COLEONE, E. Millôr Fernandes: análise do estilo de um escritor sem estilo

através de suas fabulosas fábulas. Araraquara: UNESP, 2008. Dissertação

(Mestrado em Letras), Universidade Estadual Paulista, Araraquara, 2008, 63 p.

FIORIN, J. L. Introdução ao pensamento de Bakhtin. São Paulo: Ática, 2006.

MARCUSHI, Luis Antônio. Gêneros textuais e ensino. In: Gêneros textuais e

ensino. Rio de Janeiro: Lucerna, 2002.

MARINI, M. Mediação e Reescrita – O Ensino e a Aprendizagem da Escrita no

Ensino Médio. (2010). Projeto de Intervenção Pedagógica na Escola.

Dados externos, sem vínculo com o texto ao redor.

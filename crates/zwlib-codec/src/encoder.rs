use crate::error::{CodecError, Result};
use crate::packet::{
    DeviceIdentity, HeaderFields, Inspect, Inspection, PayloadKind, Timestamp, TransmissionFrame,
};
use crate::transform::apply_keystream;
use crate::wire::{self, CMD_MAX, DATA_MAX, SOURCE_MAX, TRAN_MAX};

/// Clock supplying the timestamp embedded in each outbound frame.
pub type Clock = Box<dyn Fn() -> Timestamp + Send>;

/// Encode context bound to one device's identity and key material.
///
/// Create one per device. The identity is immutable for the encoder's
/// lifetime; only the timestamp fields change, refreshed from the clock at
/// every encode call, so frames produced seconds apart carry different
/// stamps. Concurrent use of a single encoder is not supported, which
/// `&mut self` on the encode operations enforces; distinct encoders are
/// fully independent.
pub struct Encoder {
    identity: DeviceIdentity,
    clock: Clock,
    stamp: Timestamp,
}

impl Encoder {
    /// Create an encoder over a caller-supplied clock.
    pub fn new(identity: DeviceIdentity, clock: impl Fn() -> Timestamp + Send + 'static) -> Self {
        Self {
            identity,
            clock: Box::new(clock),
            stamp: Timestamp::default(),
        }
    }

    /// Create an encoder that stamps frames from the system clock.
    pub fn with_system_clock(identity: DeviceIdentity) -> Self {
        Self::new(identity, Timestamp::now)
    }

    pub fn identity(&self) -> &DeviceIdentity {
        &self.identity
    }

    /// Encode a command frame.
    ///
    /// `cmd` must be 1..=[`CMD_MAX`] bytes; a violation is a contract error.
    /// `Ok(None)` means encoding legitimately produced no frame (the sealed
    /// frame would not fit [`TRAN_MAX`]), never success.
    pub fn encode_command(&mut self, cmd: &[u8]) -> Result<Option<TransmissionFrame>> {
        check_bounds("cmd", cmd.len(), CMD_MAX)?;
        Ok(self.seal(PayloadKind::Command, &[cmd]))
    }

    /// Encode a collection frame carrying a source tag and a data reading.
    ///
    /// `source` is bounded by [`SOURCE_MAX`] and `data` by [`DATA_MAX`],
    /// checked independently before anything is serialized.
    pub fn encode_collect(
        &mut self,
        source: &[u8],
        data: &[u8],
    ) -> Result<Option<TransmissionFrame>> {
        check_bounds("source", source.len(), SOURCE_MAX)?;
        check_bounds("data", data.len(), DATA_MAX)?;
        Ok(self.seal(PayloadKind::Collect, &[source, data]))
    }

    fn seal(&mut self, kind: PayloadKind, fields: &[&[u8]]) -> Option<TransmissionFrame> {
        self.stamp = (self.clock)();
        let header = HeaderFields {
            entity_id: self.identity.entity_id,
            device_ip: self.identity.device_ip,
            device_id: self.identity.device_id,
            stamp: self.stamp,
        };

        let mut buf = wire::serialize_packet(&header, kind, fields);
        if buf.len() > TRAN_MAX {
            tracing::debug!(len = buf.len(), max = TRAN_MAX, "sealed frame over budget");
            return None;
        }

        apply_keystream(self.identity.crypt_key, &mut buf);
        Some(TransmissionFrame::from_bytes(buf.freeze()))
    }
}

fn check_bounds(field: &'static str, len: usize, max: usize) -> Result<()> {
    if len < 1 {
        return Err(CodecError::LengthOutOfRange {
            field,
            len,
            min: 1,
            max,
        });
    }
    if len > max {
        return Err(CodecError::LengthOutOfRange {
            field,
            len,
            min: 1,
            max,
        });
    }
    Ok(())
}

impl Inspect for Encoder {
    fn inspect(&self) -> Inspection {
        Inspection {
            timestamp_seconds: self.stamp.seconds,
            timestamp_millis: self.stamp.millis,
            device_ip: self.identity.device_ip,
            entity_id: self.identity.entity_id,
            device_id: self.identity.device_id,
        }
    }
}

#[cfg(test)]
mod tests {
    use super::*;

    fn identity() -> DeviceIdentity {
        DeviceIdentity::new(0x07, 0x01, &[1, 2, 3, 4, 5, 6], 0x0A).unwrap()
    }

    fn fixed_clock() -> impl Fn() -> Timestamp + Send {
        || Timestamp::new(1000, 500)
    }

    #[test]
    fn command_bounds_are_two_distinct_checks() {
        let mut enc = Encoder::new(identity(), fixed_clock());

        let err = enc.encode_command(b"").unwrap_err();
        assert!(matches!(
            err,
            CodecError::LengthOutOfRange { field: "cmd", len: 0, .. }
        ));

        let err = enc.encode_command(&vec![b'x'; CMD_MAX + 1]).unwrap_err();
        assert!(matches!(
            err,
            CodecError::LengthOutOfRange { field: "cmd", len, .. } if len == CMD_MAX + 1
        ));

        assert!(enc.encode_command(&vec![b'x'; CMD_MAX]).unwrap().is_some());
        assert!(enc.encode_command(b"x").unwrap().is_some());
    }

    #[test]
    fn collect_bounds_checked_per_field() {
        let mut enc = Encoder::new(identity(), fixed_clock());

        let err = enc.encode_collect(b"", b"data").unwrap_err();
        assert!(matches!(
            err,
            CodecError::LengthOutOfRange { field: "source", len: 0, .. }
        ));

        let err = enc
            .encode_collect(&vec![b's'; SOURCE_MAX + 1], b"data")
            .unwrap_err();
        assert!(matches!(
            err,
            CodecError::LengthOutOfRange { field: "source", .. }
        ));

        let err = enc.encode_collect(b"src", b"").unwrap_err();
        assert!(matches!(
            err,
            CodecError::LengthOutOfRange { field: "data", len: 0, .. }
        ));

        let err = enc
            .encode_collect(b"src", &vec![b'd'; DATA_MAX + 1])
            .unwrap_err();
        assert!(matches!(
            err,
            CodecError::LengthOutOfRange { field: "data", .. }
        ));

        let frame = enc
            .encode_collect(&vec![b's'; SOURCE_MAX], &vec![b'd'; DATA_MAX])
            .unwrap();
        assert!(frame.is_some());
    }

    #[test]
    fn frames_never_exceed_tran_max() {
        let mut enc = Encoder::new(identity(), fixed_clock());

        let frame = enc
            .encode_collect(&vec![b's'; SOURCE_MAX], &vec![b'd'; DATA_MAX])
            .unwrap()
            .unwrap();
        assert!(frame.len() <= TRAN_MAX);
    }

    #[test]
    fn timestamp_refreshes_per_call() {
        use std::sync::atomic::{AtomicU32, Ordering};
        use std::sync::Arc;

        let tick = Arc::new(AtomicU32::new(0));
        let clock_tick = Arc::clone(&tick);
        let mut enc = Encoder::new(identity(), move || {
            Timestamp::new(clock_tick.fetch_add(1, Ordering::SeqCst), 0)
        });

        enc.encode_command(b"A").unwrap();
        let first = enc.inspect().timestamp_seconds;
        enc.encode_command(b"B").unwrap();
        let second = enc.inspect().timestamp_seconds;

        assert_eq!(first, 0);
        assert_eq!(second, 1);
    }

    #[test]
    fn inspect_is_idempotent_and_matches_identity() {
        let mut enc = Encoder::new(identity(), fixed_clock());
        enc.encode_command(b"ON").unwrap();

        let first = enc.inspect();
        let second = enc.inspect();
        assert_eq!(first, second);

        assert_eq!(first.timestamp_seconds, 1000);
        assert_eq!(first.timestamp_millis, 500);
        assert_eq!(first.entity_id, 0x01);
        assert_eq!(first.device_ip, 0x0A);
        assert_eq!(first.device_id, [1, 2, 3, 4, 5, 6]);
    }

    #[test]
    fn inspect_before_first_encode_reports_zero_stamp() {
        let enc = Encoder::new(identity(), fixed_clock());
        let view = enc.inspect();
        assert_eq!(view.timestamp_seconds, 0);
        assert_eq!(view.timestamp_millis, 0);
    }
}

MENEGASSI, Renilson José. Compreensão e interpretação no processo de

leitura: noções básicas ao professor. Revista Unimar, Maringá, 1995.

PARANÁ. Diretrizes Curriculares da Educação Básica Língua Portuguesa.

Secretaria de Estado da Educação Básica do Paraná, Departamento de

Educação Básica.Paraná, 2008.

SANT’ ANNA, Affonso Romano de. Paródia e Paráfrase. 6 ed. São Paulo:

Ática, 1998.

SOLÉ, Isabel. Estratégia de leitura. 6.ed. Porto Alegre: Artmed,1998.